WORK TASK
Reproduce word for word, from the entries below, the line with "pub fn keyed_order(&self)", the line with "explicit order clause.", and every line between them, and nothing more.

INFORMATION

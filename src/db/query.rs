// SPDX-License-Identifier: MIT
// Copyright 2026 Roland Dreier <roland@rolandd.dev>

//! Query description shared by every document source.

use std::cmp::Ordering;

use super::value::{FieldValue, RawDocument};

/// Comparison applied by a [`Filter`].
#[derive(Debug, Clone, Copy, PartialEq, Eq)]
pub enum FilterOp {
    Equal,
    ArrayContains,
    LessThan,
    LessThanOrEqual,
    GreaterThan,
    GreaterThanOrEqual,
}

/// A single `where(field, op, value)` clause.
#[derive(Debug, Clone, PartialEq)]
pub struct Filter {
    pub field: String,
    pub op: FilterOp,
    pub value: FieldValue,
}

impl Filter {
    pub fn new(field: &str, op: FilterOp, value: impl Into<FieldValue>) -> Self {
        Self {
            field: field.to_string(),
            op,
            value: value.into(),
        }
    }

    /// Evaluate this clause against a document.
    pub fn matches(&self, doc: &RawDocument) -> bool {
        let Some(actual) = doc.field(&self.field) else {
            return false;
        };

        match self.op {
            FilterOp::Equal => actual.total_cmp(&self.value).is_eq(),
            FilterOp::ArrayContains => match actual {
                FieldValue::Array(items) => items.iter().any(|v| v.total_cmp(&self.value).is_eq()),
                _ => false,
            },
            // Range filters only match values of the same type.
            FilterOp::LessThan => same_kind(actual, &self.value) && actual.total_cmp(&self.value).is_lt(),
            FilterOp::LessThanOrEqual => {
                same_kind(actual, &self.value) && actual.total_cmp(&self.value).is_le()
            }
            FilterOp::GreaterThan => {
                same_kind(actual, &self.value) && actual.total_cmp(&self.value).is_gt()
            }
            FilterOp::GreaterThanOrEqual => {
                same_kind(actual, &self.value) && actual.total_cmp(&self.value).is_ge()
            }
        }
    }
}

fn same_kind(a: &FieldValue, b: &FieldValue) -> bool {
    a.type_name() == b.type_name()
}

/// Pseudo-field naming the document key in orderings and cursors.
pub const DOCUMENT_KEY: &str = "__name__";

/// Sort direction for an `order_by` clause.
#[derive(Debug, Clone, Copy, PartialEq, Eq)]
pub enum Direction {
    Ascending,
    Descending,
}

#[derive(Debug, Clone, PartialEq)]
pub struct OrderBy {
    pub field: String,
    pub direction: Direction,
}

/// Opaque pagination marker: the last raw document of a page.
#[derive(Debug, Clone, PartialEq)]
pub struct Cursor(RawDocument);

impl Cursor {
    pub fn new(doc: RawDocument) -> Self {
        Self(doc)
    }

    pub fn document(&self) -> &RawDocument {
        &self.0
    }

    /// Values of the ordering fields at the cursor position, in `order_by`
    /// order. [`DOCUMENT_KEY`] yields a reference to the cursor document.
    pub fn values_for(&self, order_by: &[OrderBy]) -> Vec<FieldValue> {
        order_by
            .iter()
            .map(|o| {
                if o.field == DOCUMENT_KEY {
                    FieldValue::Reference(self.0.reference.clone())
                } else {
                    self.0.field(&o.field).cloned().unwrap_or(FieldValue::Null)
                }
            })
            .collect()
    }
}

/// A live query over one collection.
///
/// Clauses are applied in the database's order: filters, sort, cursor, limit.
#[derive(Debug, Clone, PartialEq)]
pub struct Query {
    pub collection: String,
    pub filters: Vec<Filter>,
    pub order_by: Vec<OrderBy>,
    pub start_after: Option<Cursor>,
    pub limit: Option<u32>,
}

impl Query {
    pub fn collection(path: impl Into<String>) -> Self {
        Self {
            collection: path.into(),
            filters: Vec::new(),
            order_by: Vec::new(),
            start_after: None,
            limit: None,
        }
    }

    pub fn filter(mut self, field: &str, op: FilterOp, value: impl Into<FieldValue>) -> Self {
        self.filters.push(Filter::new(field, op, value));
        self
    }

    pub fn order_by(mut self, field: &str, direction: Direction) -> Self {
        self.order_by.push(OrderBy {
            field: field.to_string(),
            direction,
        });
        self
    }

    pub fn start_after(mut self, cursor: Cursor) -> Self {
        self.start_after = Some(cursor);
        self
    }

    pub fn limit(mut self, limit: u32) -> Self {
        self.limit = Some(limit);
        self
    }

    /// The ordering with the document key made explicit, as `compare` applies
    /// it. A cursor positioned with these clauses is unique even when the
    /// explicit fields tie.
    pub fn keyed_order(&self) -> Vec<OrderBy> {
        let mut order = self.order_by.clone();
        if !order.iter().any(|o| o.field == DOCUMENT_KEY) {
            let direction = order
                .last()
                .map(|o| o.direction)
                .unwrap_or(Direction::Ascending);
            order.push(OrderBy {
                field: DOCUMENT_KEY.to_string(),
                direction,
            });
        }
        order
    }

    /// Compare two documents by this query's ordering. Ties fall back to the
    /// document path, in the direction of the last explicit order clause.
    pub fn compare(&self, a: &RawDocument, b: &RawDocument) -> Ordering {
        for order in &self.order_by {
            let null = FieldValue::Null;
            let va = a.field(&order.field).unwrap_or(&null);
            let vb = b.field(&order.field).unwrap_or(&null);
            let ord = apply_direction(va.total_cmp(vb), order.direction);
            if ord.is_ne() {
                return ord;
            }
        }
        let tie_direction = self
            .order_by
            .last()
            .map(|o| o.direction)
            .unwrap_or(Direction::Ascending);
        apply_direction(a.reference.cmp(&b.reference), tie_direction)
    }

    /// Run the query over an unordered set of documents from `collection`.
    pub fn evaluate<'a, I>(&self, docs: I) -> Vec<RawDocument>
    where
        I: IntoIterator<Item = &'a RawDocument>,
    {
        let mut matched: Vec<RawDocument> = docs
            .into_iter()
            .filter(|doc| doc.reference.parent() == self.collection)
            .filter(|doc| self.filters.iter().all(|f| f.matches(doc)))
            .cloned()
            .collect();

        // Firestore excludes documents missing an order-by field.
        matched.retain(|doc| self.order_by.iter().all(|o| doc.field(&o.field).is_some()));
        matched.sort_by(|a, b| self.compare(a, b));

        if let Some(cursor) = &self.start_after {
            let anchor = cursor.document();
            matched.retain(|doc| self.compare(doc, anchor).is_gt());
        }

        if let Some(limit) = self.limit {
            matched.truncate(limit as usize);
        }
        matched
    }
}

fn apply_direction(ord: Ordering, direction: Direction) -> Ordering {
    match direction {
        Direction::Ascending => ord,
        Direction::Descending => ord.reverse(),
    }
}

==

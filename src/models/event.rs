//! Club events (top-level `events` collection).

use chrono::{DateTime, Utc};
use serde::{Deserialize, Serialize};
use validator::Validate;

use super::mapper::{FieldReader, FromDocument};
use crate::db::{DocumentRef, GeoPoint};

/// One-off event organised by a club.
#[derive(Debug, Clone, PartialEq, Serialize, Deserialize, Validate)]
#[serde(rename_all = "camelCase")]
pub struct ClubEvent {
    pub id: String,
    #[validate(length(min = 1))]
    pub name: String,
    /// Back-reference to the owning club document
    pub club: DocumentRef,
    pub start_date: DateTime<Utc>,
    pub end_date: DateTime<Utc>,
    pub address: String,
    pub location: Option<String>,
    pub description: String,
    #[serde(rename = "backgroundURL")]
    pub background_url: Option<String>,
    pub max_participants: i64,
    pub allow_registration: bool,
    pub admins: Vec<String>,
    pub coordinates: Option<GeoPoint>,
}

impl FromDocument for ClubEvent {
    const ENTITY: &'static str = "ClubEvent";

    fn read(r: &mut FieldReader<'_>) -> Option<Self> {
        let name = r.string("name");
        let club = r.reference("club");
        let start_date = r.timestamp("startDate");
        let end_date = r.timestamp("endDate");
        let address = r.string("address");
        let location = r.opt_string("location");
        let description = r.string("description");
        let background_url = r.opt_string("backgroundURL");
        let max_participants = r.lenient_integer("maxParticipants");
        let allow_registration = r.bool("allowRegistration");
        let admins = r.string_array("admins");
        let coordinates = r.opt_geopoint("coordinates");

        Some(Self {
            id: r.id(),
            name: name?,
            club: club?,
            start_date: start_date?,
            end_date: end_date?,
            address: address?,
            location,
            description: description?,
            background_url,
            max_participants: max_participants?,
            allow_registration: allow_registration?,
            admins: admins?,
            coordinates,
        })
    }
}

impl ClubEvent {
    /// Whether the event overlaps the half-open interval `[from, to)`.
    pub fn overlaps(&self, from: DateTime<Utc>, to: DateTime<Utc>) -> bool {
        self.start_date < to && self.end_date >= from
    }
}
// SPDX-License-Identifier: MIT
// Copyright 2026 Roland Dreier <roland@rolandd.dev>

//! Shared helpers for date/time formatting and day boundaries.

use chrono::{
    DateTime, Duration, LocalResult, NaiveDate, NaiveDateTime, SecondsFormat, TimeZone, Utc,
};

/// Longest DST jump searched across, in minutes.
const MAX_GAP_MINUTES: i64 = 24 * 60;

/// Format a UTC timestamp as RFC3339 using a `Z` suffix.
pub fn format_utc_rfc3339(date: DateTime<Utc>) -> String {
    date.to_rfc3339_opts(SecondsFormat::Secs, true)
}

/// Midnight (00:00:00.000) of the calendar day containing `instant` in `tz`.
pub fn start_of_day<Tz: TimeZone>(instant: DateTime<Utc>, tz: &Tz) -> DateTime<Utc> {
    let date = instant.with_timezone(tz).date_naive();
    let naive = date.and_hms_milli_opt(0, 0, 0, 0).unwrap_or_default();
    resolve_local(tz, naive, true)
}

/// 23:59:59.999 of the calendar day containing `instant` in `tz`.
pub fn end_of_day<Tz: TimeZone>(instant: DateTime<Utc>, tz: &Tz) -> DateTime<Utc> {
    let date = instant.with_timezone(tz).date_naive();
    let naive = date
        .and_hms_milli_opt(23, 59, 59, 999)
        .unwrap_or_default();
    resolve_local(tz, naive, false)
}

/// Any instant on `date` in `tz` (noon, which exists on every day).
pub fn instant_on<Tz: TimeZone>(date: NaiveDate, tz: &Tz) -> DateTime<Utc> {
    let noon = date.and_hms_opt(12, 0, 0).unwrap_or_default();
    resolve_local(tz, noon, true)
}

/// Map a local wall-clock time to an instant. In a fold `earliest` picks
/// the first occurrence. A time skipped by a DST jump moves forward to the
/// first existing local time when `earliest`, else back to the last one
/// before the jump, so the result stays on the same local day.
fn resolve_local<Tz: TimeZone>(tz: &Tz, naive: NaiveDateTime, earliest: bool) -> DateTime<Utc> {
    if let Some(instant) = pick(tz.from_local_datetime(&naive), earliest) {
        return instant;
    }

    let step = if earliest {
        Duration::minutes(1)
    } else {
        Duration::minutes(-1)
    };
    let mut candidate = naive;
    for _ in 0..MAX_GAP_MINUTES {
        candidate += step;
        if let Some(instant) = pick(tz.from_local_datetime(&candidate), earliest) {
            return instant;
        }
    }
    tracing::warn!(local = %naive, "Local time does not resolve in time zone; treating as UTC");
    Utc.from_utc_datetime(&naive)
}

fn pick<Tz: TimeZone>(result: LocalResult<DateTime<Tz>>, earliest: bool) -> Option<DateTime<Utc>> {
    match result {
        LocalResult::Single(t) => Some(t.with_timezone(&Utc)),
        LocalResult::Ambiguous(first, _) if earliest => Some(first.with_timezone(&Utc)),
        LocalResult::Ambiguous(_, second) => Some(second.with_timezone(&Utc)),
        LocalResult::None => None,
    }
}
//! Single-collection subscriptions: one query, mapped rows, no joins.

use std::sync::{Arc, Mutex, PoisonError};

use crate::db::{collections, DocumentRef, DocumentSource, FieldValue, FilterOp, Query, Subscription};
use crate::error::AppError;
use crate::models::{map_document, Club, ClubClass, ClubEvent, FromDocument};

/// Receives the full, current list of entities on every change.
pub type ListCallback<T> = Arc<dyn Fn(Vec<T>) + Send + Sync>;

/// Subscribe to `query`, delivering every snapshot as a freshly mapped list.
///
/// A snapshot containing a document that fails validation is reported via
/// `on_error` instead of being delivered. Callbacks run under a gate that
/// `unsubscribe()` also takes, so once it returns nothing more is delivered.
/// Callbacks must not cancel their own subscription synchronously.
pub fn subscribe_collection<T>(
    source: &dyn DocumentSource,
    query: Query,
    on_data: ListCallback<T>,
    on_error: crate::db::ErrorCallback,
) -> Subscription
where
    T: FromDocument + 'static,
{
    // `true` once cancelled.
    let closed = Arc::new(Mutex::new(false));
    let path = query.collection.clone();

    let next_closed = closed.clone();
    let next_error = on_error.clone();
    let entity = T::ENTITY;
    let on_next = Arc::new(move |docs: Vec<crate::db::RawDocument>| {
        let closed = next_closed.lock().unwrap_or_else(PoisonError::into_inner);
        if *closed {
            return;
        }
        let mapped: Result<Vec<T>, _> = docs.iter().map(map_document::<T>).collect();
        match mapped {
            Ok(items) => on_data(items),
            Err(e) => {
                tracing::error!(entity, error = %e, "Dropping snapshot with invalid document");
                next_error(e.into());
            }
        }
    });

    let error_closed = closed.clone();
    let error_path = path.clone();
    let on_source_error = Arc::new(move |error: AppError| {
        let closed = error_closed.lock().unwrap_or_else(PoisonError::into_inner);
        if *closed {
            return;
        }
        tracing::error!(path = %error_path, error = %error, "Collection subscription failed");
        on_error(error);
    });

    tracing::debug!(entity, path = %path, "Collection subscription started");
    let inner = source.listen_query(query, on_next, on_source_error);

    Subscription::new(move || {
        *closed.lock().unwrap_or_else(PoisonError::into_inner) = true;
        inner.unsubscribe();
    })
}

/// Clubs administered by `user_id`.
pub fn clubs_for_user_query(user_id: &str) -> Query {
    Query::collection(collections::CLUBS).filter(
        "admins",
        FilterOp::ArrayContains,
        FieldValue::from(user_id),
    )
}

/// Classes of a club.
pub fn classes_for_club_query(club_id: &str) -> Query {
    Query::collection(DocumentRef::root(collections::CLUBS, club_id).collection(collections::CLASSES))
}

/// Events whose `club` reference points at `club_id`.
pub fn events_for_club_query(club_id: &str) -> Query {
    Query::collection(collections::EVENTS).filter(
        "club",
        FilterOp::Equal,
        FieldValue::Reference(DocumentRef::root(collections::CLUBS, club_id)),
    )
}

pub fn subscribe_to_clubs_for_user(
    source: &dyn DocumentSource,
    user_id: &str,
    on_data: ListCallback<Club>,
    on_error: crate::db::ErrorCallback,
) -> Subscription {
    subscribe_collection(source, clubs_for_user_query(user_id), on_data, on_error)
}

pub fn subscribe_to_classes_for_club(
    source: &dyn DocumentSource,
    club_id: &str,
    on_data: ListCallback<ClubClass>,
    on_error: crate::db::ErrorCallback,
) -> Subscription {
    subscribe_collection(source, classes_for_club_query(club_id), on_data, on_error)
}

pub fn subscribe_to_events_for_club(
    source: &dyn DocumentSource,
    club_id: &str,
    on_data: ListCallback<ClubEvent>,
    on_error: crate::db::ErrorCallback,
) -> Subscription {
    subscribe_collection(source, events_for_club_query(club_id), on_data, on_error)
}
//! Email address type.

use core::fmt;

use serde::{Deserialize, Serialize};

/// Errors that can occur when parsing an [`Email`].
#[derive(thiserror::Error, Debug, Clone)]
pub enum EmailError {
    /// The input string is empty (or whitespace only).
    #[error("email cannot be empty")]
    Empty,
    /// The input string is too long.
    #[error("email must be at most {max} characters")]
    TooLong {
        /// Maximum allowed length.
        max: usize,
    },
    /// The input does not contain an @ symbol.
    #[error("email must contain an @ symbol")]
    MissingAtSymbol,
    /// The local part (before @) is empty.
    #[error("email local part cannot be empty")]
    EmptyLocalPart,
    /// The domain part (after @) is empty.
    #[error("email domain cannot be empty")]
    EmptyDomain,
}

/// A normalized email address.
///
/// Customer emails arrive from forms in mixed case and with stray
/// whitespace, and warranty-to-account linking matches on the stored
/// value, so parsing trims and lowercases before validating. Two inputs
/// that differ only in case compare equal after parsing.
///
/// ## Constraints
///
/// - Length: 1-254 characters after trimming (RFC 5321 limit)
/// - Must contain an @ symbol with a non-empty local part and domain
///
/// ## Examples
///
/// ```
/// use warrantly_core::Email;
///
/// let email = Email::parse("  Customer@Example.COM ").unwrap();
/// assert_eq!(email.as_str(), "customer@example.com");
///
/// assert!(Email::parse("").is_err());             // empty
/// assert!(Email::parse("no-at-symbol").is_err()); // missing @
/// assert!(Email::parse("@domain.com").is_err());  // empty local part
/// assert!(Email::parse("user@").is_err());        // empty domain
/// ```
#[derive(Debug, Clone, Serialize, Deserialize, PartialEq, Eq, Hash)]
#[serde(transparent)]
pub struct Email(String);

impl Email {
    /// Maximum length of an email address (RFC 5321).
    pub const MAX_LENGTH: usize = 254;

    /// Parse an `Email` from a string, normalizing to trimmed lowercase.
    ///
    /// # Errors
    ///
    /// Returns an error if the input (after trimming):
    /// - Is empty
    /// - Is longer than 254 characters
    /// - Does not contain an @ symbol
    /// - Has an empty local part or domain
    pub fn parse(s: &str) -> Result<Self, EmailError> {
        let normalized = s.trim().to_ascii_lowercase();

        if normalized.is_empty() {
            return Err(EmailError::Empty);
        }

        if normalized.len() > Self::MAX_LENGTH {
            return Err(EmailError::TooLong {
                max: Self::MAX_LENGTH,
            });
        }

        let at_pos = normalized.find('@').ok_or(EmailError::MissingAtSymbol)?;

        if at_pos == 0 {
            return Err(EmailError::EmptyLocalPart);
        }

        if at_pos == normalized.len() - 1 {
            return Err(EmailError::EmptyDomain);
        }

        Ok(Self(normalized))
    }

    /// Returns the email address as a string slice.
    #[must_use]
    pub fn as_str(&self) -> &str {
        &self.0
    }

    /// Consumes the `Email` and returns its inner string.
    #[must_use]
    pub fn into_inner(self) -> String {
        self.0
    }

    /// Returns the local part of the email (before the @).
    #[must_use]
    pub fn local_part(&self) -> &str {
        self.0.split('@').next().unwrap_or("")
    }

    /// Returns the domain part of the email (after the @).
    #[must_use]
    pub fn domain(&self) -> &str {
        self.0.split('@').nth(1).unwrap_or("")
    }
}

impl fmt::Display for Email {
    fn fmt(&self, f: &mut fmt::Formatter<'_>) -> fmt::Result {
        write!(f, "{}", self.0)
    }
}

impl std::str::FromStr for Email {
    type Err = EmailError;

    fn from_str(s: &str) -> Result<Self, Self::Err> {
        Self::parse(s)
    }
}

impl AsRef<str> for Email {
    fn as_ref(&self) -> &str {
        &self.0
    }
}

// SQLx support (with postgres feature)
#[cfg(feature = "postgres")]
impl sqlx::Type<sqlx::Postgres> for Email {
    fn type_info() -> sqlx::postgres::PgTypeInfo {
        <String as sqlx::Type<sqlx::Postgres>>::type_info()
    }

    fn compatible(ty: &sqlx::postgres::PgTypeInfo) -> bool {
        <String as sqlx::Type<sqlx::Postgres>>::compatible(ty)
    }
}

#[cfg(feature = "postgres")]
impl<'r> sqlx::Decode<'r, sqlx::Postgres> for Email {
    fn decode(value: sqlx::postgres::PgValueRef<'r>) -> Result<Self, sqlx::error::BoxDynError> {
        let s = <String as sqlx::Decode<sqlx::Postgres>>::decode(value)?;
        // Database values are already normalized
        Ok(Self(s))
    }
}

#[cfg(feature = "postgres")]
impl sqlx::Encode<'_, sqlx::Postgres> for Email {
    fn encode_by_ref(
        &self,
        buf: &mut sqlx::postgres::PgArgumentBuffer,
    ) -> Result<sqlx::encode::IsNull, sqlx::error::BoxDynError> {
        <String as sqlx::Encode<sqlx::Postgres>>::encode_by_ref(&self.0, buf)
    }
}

OUTPUT
    pub fn keyed_order(&self) -> Vec<OrderBy> {
        let mut order = self.order_by.clone();
        if !order.iter().any(|o| o.field == DOCUMENT_KEY) {
            let direction = order
                .last()
                .map(|o| o.direction)
                .unwrap_or(Direction::Ascending);
            order.push(OrderBy {
                field: DOCUMENT_KEY.to_string(),
                direction,
            });
        }
        order
    }

    /// Compare two documents by this query's ordering. Ties fall back to the
    /// document path, in the direction of the last explicit order clause.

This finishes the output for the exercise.